▸ **Provided records**:

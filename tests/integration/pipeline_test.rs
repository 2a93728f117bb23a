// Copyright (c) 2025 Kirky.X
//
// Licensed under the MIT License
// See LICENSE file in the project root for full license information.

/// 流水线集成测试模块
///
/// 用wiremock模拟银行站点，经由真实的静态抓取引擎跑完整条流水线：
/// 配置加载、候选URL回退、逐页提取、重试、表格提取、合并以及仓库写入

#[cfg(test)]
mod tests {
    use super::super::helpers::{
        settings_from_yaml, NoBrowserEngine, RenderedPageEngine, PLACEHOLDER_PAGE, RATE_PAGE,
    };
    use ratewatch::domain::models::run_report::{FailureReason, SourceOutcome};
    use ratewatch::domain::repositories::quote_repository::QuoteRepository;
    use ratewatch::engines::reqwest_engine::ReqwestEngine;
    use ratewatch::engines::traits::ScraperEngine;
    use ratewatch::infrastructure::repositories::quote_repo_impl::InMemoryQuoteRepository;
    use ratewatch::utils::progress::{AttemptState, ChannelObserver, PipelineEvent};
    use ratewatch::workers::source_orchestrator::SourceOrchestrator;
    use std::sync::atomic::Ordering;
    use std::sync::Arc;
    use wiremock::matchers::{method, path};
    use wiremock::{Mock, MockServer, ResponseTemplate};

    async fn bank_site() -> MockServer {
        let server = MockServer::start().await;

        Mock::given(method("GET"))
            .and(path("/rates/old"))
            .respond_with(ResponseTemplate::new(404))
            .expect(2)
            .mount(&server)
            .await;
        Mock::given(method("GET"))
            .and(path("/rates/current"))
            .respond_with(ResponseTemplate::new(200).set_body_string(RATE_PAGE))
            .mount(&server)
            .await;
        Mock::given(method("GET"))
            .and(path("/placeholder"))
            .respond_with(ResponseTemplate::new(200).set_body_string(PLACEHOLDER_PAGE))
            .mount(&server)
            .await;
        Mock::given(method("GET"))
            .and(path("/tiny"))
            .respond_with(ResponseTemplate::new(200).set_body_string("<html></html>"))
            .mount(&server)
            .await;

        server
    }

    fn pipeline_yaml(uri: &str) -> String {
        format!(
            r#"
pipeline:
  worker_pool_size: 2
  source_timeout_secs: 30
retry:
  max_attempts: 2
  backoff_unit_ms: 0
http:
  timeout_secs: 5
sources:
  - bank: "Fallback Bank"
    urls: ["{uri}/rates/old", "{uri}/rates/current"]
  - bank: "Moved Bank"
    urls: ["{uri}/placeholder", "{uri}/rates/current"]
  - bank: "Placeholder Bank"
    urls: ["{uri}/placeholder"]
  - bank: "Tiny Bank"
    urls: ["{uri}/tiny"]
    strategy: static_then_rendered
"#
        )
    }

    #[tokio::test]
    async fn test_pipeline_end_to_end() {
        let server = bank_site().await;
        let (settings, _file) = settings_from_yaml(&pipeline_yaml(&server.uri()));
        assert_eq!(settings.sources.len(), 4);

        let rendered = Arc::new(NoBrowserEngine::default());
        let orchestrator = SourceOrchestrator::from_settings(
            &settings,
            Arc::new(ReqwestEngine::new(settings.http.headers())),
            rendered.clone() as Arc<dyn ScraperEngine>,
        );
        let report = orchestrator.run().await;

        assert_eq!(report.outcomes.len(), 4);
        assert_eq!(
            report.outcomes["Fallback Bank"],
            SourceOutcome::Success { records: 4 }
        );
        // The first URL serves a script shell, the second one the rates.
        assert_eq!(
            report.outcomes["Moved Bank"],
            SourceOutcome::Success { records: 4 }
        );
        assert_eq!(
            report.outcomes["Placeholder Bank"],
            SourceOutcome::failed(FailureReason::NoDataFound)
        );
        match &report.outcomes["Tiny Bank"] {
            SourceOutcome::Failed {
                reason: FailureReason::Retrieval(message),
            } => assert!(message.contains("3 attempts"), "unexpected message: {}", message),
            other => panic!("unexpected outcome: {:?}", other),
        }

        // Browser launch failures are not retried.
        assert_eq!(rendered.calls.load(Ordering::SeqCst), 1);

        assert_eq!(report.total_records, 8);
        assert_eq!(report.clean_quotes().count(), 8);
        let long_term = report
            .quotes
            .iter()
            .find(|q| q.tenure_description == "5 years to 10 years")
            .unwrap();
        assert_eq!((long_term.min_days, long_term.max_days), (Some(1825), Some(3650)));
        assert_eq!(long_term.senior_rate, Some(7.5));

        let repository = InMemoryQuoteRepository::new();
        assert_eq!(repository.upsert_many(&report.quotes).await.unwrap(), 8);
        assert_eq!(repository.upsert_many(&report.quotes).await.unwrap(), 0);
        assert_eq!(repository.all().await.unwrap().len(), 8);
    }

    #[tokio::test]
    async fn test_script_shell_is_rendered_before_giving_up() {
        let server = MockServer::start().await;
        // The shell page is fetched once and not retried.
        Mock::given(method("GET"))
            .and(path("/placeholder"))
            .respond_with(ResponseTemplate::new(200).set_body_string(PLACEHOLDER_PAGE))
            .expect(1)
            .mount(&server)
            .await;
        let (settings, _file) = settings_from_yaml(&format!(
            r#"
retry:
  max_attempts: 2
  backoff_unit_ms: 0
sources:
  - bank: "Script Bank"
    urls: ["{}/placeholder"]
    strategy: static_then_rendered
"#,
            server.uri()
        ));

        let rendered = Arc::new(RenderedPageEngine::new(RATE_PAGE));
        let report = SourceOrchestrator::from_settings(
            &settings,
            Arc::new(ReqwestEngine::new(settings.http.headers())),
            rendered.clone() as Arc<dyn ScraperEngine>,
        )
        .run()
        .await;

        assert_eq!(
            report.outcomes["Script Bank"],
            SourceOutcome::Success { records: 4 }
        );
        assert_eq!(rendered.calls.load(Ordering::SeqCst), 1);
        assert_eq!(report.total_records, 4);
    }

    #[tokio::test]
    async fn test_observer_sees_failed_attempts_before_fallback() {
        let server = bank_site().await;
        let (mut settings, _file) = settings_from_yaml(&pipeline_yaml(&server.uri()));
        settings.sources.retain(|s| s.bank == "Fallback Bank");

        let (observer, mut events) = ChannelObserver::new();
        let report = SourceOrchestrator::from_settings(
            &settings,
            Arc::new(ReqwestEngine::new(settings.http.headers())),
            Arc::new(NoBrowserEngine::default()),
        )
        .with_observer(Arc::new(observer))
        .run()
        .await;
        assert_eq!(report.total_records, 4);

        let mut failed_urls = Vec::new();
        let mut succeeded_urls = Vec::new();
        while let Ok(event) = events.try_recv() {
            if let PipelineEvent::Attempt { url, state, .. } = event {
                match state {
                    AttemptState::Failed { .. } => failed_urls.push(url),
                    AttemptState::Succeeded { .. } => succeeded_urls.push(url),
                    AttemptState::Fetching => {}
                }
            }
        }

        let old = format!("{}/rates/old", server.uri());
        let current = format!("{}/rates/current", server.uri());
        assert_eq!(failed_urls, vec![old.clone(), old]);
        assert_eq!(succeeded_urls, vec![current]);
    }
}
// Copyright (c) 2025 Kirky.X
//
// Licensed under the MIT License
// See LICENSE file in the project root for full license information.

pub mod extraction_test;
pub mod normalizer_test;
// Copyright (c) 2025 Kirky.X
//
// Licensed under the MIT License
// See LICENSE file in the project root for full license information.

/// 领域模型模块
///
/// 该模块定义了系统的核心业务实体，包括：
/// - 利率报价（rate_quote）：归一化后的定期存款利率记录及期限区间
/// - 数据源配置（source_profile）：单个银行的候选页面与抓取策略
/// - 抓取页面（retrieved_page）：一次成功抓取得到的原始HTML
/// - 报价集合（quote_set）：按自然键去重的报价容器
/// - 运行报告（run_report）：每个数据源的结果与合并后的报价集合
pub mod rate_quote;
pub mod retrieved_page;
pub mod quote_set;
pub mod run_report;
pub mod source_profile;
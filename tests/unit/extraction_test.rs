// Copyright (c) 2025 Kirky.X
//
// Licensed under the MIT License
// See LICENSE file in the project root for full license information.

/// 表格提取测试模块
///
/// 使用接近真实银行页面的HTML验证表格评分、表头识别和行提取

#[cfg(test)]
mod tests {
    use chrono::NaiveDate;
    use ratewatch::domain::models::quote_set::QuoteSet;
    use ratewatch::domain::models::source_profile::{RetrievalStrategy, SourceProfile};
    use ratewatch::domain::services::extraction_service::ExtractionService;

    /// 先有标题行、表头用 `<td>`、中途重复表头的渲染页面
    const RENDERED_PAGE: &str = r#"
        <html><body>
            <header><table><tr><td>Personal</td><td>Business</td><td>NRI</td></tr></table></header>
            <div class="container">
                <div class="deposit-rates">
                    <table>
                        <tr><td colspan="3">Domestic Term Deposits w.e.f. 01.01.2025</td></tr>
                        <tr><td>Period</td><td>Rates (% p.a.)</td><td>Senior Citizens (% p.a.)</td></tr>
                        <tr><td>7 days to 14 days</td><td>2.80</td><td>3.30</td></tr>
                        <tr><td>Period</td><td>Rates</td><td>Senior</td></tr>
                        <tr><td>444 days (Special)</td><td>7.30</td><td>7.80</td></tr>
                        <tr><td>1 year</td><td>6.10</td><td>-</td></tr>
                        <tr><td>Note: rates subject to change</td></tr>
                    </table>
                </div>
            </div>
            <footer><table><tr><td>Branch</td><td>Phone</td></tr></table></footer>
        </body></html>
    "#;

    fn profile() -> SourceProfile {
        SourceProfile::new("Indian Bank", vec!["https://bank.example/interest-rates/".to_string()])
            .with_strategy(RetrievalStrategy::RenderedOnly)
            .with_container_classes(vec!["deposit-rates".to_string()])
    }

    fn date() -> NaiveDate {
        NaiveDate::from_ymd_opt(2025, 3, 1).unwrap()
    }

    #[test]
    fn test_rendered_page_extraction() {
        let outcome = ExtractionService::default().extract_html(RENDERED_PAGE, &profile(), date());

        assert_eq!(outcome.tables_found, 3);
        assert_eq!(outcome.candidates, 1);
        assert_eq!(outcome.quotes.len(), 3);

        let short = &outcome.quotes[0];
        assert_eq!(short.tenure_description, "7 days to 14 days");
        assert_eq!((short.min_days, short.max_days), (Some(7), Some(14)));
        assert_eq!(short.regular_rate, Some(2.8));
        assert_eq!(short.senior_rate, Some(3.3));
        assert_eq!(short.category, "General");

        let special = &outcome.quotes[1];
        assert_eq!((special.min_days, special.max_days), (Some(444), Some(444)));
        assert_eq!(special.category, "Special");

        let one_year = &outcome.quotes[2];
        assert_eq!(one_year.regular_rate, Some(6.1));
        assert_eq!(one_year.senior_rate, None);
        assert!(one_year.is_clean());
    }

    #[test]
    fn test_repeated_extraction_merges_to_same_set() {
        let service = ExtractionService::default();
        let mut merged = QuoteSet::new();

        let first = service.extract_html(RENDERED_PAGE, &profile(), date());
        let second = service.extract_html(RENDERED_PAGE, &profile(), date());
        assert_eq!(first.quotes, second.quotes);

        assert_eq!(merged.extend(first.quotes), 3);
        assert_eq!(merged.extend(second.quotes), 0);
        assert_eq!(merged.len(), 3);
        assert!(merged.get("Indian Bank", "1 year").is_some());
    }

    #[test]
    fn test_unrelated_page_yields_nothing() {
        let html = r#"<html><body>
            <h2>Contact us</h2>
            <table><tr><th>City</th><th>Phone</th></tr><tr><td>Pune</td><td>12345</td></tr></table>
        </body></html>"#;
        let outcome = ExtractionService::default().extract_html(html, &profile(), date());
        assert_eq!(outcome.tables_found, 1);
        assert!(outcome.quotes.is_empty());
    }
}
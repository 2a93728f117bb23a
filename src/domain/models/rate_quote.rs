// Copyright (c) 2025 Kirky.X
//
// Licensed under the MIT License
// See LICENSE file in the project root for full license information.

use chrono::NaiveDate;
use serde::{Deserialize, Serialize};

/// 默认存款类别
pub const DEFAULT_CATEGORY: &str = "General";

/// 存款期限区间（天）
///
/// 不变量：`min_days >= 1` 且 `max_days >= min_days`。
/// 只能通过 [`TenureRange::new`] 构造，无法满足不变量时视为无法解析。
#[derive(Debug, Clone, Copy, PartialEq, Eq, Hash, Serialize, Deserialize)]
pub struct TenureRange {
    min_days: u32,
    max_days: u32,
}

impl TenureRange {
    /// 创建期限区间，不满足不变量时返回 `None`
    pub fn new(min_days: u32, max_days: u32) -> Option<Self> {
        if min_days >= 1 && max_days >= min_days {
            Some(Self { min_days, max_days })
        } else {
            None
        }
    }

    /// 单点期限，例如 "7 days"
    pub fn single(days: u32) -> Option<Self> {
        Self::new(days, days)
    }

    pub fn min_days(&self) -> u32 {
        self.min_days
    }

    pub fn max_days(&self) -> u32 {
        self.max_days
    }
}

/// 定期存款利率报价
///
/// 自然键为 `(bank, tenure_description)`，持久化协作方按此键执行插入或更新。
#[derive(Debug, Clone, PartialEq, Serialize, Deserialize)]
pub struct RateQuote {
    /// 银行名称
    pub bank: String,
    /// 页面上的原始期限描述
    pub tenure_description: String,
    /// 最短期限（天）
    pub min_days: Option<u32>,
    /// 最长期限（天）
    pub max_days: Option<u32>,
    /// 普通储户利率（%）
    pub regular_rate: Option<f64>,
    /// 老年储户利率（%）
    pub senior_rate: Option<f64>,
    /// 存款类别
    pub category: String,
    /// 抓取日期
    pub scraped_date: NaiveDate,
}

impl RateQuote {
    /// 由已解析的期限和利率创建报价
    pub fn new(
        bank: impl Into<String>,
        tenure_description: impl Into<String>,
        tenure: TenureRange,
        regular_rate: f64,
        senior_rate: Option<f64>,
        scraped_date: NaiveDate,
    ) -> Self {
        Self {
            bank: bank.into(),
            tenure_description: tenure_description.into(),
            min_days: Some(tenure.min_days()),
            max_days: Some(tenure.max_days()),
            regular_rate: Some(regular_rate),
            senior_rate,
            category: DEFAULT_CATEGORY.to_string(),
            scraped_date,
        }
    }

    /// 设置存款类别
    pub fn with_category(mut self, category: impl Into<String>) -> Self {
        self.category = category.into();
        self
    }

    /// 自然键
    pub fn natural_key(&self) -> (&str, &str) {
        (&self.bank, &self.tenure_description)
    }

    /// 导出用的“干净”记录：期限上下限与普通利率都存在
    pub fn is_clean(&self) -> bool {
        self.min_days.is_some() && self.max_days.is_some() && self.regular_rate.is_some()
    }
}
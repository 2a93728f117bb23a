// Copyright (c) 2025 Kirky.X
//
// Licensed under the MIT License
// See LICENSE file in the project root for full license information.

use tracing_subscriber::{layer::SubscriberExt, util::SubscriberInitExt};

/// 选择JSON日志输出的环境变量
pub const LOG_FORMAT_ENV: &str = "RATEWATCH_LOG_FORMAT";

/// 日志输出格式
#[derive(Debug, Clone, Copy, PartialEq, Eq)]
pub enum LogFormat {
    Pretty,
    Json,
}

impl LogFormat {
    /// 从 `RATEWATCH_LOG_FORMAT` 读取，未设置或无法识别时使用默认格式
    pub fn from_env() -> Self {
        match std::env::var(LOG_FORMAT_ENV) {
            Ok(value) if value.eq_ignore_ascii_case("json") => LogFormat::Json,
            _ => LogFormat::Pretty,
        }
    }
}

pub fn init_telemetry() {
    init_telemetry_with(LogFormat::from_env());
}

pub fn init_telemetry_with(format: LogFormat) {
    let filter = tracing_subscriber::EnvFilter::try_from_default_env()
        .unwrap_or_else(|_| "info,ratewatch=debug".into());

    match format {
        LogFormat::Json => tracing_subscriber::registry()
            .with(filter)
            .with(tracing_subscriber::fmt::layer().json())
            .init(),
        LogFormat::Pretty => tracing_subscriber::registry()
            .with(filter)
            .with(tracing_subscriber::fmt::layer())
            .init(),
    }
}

▸ **Task requirements**: Among the lines above, find those containing the word "events" and copy each.

▸ **Response area**:
        let (observer, mut events) = ChannelObserver::new();
        while let Ok(event) = events.try_recv() {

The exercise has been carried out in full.